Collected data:
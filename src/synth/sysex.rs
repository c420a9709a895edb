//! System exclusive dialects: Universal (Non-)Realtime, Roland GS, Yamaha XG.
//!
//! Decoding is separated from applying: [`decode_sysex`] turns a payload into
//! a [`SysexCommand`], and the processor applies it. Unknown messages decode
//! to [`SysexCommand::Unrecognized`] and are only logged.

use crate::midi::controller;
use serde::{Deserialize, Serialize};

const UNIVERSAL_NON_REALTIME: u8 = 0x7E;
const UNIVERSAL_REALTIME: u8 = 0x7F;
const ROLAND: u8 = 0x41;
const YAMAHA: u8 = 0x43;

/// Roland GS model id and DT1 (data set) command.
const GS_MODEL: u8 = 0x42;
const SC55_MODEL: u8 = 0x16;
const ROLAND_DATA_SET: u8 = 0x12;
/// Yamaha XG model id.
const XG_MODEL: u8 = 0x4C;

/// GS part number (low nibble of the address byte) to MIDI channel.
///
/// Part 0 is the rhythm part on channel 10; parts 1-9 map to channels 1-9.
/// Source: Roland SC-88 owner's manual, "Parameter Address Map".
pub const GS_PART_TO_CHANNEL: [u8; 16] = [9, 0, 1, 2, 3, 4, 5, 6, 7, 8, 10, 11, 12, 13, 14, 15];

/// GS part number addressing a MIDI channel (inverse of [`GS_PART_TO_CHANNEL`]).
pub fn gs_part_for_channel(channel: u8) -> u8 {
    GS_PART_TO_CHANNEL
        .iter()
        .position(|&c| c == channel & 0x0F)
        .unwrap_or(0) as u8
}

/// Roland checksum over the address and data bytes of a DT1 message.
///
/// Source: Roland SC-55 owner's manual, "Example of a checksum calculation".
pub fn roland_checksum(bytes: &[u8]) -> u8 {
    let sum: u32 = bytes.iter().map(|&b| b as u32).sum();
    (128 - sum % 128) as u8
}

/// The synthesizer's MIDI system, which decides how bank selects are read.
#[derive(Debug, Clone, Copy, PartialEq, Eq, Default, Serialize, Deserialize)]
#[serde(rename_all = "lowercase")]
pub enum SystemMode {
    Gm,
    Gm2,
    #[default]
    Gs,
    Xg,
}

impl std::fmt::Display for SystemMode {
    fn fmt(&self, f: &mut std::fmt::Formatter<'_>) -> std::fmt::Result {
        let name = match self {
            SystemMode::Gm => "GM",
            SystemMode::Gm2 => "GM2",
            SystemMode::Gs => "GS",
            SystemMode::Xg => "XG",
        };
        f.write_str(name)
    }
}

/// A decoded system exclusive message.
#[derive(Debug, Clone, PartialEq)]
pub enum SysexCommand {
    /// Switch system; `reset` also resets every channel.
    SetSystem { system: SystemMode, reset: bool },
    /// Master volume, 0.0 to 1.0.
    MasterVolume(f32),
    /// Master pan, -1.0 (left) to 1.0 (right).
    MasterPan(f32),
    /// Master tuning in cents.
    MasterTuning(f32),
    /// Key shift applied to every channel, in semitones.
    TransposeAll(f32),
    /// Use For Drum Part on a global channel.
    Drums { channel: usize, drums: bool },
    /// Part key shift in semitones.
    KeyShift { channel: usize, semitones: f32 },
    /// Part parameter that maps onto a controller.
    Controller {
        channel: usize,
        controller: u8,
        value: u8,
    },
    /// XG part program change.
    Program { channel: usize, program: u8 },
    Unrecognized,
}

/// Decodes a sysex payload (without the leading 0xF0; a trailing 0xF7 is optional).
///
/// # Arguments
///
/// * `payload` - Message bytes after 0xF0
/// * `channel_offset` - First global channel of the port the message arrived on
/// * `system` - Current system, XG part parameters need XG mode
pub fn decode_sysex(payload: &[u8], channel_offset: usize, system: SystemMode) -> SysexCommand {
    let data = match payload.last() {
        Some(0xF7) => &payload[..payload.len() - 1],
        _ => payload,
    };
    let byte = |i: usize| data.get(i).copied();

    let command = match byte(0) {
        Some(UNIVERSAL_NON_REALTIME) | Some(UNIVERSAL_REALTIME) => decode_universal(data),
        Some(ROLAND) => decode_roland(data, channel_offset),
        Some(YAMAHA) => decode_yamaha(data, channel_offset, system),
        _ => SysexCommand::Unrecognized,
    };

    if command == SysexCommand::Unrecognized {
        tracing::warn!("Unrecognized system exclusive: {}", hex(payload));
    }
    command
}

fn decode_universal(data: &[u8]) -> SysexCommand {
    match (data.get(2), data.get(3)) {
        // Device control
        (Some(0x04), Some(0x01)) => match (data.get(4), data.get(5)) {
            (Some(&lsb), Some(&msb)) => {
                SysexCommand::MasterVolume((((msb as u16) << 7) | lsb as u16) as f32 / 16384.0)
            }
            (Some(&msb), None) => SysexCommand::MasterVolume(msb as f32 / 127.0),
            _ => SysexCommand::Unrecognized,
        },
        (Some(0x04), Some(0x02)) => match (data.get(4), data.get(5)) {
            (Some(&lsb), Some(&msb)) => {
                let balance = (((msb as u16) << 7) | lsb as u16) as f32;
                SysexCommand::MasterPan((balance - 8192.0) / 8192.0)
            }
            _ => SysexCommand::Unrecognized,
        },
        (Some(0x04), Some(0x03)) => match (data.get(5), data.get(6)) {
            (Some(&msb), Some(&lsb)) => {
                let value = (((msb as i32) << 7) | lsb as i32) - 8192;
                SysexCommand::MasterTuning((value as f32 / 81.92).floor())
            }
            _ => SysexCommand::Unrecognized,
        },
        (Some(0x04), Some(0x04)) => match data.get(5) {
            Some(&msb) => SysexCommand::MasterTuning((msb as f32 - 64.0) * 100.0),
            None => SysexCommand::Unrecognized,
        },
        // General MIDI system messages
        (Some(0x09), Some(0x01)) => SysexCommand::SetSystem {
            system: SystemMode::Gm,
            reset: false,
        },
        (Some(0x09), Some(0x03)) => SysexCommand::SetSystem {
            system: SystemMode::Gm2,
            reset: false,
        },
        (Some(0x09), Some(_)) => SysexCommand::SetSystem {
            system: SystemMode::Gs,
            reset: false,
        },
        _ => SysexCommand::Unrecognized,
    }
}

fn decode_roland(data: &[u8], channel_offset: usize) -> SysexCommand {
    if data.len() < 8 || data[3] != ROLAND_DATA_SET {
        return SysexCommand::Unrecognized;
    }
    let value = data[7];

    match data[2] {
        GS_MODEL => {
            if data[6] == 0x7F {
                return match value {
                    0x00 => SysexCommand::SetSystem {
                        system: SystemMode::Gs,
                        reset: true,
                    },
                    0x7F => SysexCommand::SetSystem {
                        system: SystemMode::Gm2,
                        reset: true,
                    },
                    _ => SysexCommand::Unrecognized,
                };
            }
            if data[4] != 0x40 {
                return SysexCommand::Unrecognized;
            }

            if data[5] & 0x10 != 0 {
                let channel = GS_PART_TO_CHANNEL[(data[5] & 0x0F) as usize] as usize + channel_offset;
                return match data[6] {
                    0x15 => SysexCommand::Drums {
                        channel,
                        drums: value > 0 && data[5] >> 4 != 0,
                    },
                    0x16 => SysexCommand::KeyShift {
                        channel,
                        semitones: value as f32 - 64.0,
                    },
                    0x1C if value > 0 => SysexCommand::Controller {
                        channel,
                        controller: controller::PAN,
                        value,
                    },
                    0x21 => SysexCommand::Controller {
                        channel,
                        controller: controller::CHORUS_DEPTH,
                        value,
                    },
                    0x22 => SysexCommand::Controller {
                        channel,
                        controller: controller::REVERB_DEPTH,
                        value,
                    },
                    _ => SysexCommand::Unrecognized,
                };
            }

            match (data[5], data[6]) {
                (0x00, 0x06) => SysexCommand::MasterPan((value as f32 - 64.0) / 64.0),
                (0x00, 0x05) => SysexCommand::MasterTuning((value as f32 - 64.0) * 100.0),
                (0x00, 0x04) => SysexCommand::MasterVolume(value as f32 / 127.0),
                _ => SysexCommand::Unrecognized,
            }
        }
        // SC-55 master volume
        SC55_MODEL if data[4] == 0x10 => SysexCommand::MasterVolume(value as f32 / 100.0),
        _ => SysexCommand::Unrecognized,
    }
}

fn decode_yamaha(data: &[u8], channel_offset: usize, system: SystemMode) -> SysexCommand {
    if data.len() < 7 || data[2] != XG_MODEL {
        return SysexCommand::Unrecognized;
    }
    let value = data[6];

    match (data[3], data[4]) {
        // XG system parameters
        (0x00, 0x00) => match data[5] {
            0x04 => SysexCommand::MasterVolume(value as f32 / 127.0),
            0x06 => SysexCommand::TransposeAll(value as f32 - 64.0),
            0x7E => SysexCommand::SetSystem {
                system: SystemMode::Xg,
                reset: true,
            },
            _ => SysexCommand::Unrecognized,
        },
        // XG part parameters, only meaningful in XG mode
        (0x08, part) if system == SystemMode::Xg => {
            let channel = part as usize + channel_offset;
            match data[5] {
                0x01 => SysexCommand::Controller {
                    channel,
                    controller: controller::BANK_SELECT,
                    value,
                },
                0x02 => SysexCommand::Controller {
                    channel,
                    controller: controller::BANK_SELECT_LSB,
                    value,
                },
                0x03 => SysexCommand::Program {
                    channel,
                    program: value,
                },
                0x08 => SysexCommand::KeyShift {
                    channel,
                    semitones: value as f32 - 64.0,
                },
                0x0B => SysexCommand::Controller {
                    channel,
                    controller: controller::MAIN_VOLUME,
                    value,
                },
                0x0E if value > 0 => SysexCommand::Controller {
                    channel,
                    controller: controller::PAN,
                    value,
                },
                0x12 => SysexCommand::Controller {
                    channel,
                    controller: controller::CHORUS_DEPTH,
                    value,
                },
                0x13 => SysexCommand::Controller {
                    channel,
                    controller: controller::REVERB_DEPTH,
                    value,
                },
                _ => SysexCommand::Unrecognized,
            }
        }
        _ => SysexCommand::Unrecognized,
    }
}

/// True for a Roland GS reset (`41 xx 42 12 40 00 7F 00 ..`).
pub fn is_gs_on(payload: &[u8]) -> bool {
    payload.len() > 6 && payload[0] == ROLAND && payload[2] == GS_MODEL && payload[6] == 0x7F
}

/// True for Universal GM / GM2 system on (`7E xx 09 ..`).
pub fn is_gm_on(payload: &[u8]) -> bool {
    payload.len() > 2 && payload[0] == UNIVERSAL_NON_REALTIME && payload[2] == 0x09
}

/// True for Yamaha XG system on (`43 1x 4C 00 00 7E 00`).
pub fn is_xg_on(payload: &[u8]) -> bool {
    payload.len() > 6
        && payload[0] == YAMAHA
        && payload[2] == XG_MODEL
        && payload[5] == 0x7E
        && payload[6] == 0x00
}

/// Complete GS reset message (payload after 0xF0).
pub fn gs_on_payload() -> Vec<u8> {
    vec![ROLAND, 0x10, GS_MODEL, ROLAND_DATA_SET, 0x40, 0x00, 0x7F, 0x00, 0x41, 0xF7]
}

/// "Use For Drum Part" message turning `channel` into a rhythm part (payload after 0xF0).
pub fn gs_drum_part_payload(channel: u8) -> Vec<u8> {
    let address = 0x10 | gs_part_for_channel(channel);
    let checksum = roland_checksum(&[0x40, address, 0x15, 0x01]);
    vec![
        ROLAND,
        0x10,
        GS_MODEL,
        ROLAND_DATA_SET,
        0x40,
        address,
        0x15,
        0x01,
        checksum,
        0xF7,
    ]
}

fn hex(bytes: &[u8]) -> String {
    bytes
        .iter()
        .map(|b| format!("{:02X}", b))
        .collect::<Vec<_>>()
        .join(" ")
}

(ABOUT THIS EXERCISE): Exactly as they appear, retype the lines from the start of the records through the line containing "const UNIVERSAL_NON_REALTIME: u8 = 0x7E;".

(RESPONSE TO THIS TASK):
filename src/synth/sysex.rs
repository c420a9709a895edb
//! System exclusive dialects: Universal (Non-)Realtime, Roland GS, Yamaha XG.
//!
//! Decoding is separated from applying: [`decode_sysex`] turns a payload into
//! a [`SysexCommand`], and the processor applies it. Unknown messages decode
//! to [`SysexCommand::Unrecognized`] and are only logged.

use crate::midi::controller;
use serde::{Deserialize, Serialize};

const UNIVERSAL_NON_REALTIME: u8 = 0x7E;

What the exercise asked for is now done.